• _Provided entries_
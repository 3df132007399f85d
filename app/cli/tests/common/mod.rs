//! FILENAME: tests/common/mod.rs
//! Test harness and fixtures for exam-migrate integration tests.

#![allow(dead_code)]

use app_lib::Cli;
use clap::Parser;
use engine::{CellValue, Table};
use std::path::PathBuf;
use tempfile::TempDir;

const SUBJECT_SUFFIXES: [&str; 10] = [
    "CODE",
    "NAME",
    "CREDIT",
    "IA_MRKS",
    "UE_MRKS",
    "TOT",
    "GRADE",
    "GRADE_POINTS",
    "CREDIT_POINTS",
    "Remark",
];

/// A student row for the result workbook.
pub struct Student {
    pub prn: f64,
    pub name: &'static str,
}

impl Student {
    pub fn new(prn: f64, name: &'static str) -> Self {
        Student { prn, name }
    }
}

/// Test harness owning a temporary directory with input workbooks.
pub struct TestHarness {
    pub dir: TempDir,
}

impl TestHarness {
    pub fn new() -> Self {
        TestHarness {
            dir: tempfile::tempdir().expect("create temp dir"),
        }
    }

    pub fn path(&self, name: &str) -> PathBuf {
        self.dir.path().join(name)
    }

    /// Writes a result workbook with the given subject groups fully populated.
    pub fn write_results(&self, name: &str, subjects: &[u32], students: &[Student]) -> PathBuf {
        let mut columns: Vec<String> = vec![
            "PRN".into(),
            "Stud ID".into(),
            "RROLL".into(),
            "CNAME".into(),
            "COURSE_NAME".into(),
        ];
        for &i in subjects {
            for suffix in SUBJECT_SUFFIXES {
                columns.push(format!("Sub{:02}_{}", i, suffix));
            }
        }
        for aggregate in ["SEM_CREDIT_REGISTERED", "SGPA", "CGPA", "GRADE"] {
            columns.push(aggregate.to_string());
        }

        let mut table = Table::new(columns.clone());
        for student in students {
            let row = columns
                .iter()
                .map(|column| match column.as_str() {
                    "PRN" => CellValue::Number(student.prn),
                    "Stud ID" => CellValue::text(format!("STU{}", student.prn)),
                    "RROLL" => CellValue::Number(student.prn + 1000.0),
                    "CNAME" => CellValue::text(student.name),
                    "COURSE_NAME" => CellValue::text("B.Com"),
                    "SEM_CREDIT_REGISTERED" => CellValue::Number(22.0),
                    "SGPA" => CellValue::Number(7.5),
                    "CGPA" => CellValue::Number(7.25),
                    "GRADE" => CellValue::text("B+"),
                    other if other.ends_with("_TOT") => CellValue::Number(66.0),
                    other if other.ends_with("_CREDIT") => CellValue::Number(4.0),
                    other => CellValue::text(format!("{}/{}", other, student.name)),
                })
                .collect();
            table.push_row(row);
        }
        self.write_table(name, &table)
    }

    /// Writes a NAD workbook keyed by the given registration numbers.
    pub fn write_nad(&self, name: &str, keys: &[f64]) -> PathBuf {
        let mut table = Table::new(["REGN_NO", "ABC_ACCOUNT_ID"]);
        for key in keys {
            table.push_row(vec![CellValue::Number(*key), CellValue::text(format!("ABC-{}", key))]);
        }
        self.write_table(name, &table)
    }

    pub fn write_table(&self, name: &str, table: &Table) -> PathBuf {
        let path = self.path(name);
        persistence::save_table(table, &path).expect("write fixture workbook");
        path
    }

    pub fn write_text(&self, name: &str, contents: &str) -> PathBuf {
        let path = self.path(name);
        std::fs::write(&path, contents).expect("write fixture file");
        path
    }

    /// Parses a CLI invocation with previews disabled.
    pub fn cli(&self, args: &[&str]) -> Cli {
        let mut argv = vec!["exam-migrate", "--preview", "0"];
        argv.extend_from_slice(args);
        Cli::parse_from(argv)
    }

    pub fn read_output(&self, name: &str) -> Table {
        persistence::load_table(&self.path(name), None).expect("read output workbook")
    }
}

• _Task prompt_
Every line above has to be restated word for word.

• _Reply_
repository 3df132007399f85d
filename app/cli/tests/common/mod.rs
//! FILENAME: tests/common/mod.rs
//! Test harness and fixtures for exam-migrate integration tests.

#![allow(dead_code)]

use app_lib::Cli;
use clap::Parser;
use engine::{CellValue, Table};
use std::path::PathBuf;
use tempfile::TempDir;

const SUBJECT_SUFFIXES: [&str; 10] = [
    "CODE",
    "NAME",
    "CREDIT",
    "IA_MRKS",
    "UE_MRKS",
    "TOT",
    "GRADE",
    "GRADE_POINTS",
    "CREDIT_POINTS",
    "Remark",
];

/// A student row for the result workbook.
pub struct Student {
    pub prn: f64,
    pub name: &'static str,
}

impl Student {
    pub fn new(prn: f64, name: &'static str) -> Self {
        Student { prn, name }
    }
}

/// Test harness owning a temporary directory with input workbooks.
pub struct TestHarness {
    pub dir: TempDir,
}

impl TestHarness {
    pub fn new() -> Self {
        TestHarness {
            dir: tempfile::tempdir().expect("create temp dir"),
        }
    }

    pub fn path(&self, name: &str) -> PathBuf {
        self.dir.path().join(name)
    }

    /// Writes a result workbook with the given subject groups fully populated.
    pub fn write_results(&self, name: &str, subjects: &[u32], students: &[Student]) -> PathBuf {
        let mut columns: Vec<String> = vec![
            "PRN".into(),
            "Stud ID".into(),
            "RROLL".into(),
            "CNAME".into(),
            "COURSE_NAME".into(),
        ];
        for &i in subjects {
            for suffix in SUBJECT_SUFFIXES {
                columns.push(format!("Sub{:02}_{}", i, suffix));
            }
        }
        for aggregate in ["SEM_CREDIT_REGISTERED", "SGPA", "CGPA", "GRADE"] {
            columns.push(aggregate.to_string());
        }

        let mut table = Table::new(columns.clone());
        for student in students {
            let row = columns
                .iter()
                .map(|column| match column.as_str() {
                    "PRN" => CellValue::Number(student.prn),
                    "Stud ID" => CellValue::text(format!("STU{}", student.prn)),
                    "RROLL" => CellValue::Number(student.prn + 1000.0),
                    "CNAME" => CellValue::text(student.name),
                    "COURSE_NAME" => CellValue::text("B.Com"),
                    "SEM_CREDIT_REGISTERED" => CellValue::Number(22.0),
                    "SGPA" => CellValue::Number(7.5),
                    "CGPA" => CellValue::Number(7.25),
                    "GRADE" => CellValue::text("B+"),
                    other if other.ends_with("_TOT") => CellValue::Number(66.0),
                    other if other.ends_with("_CREDIT") => CellValue::Number(4.0),
                    other => CellValue::text(format!("{}/{}", other, student.name)),
                })
                .collect();
            table.push_row(row);
        }
        self.write_table(name, &table)
    }

    /// Writes a NAD workbook keyed by the given registration numbers.
    pub fn write_nad(&self, name: &str, keys: &[f64]) -> PathBuf {
        let mut table = Table::new(["REGN_NO", "ABC_ACCOUNT_ID"]);
        for key in keys {
            table.push_row(vec![CellValue::Number(*key), CellValue::text(format!("ABC-{}", key))]);
        }
        self.write_table(name, &table)
    }

    pub fn write_table(&self, name: &str, table: &Table) -> PathBuf {
        let path = self.path(name);
        persistence::save_table(table, &path).expect("write fixture workbook");
        path
    }

    pub fn write_text(&self, name: &str, contents: &str) -> PathBuf {
        let path = self.path(name);
        std::fs::write(&path, contents).expect("write fixture file");
        path
    }

    /// Parses a CLI invocation with previews disabled.
    pub fn cli(&self, args: &[&str]) -> Cli {
        let mut argv = vec!["exam-migrate", "--preview", "0"];
        argv.extend_from_slice(args);
        Cli::parse_from(argv)
    }

    pub fn read_output(&self, name: &str) -> Table {
        persistence::load_table(&self.path(name), None).expect("read output workbook")
    }
}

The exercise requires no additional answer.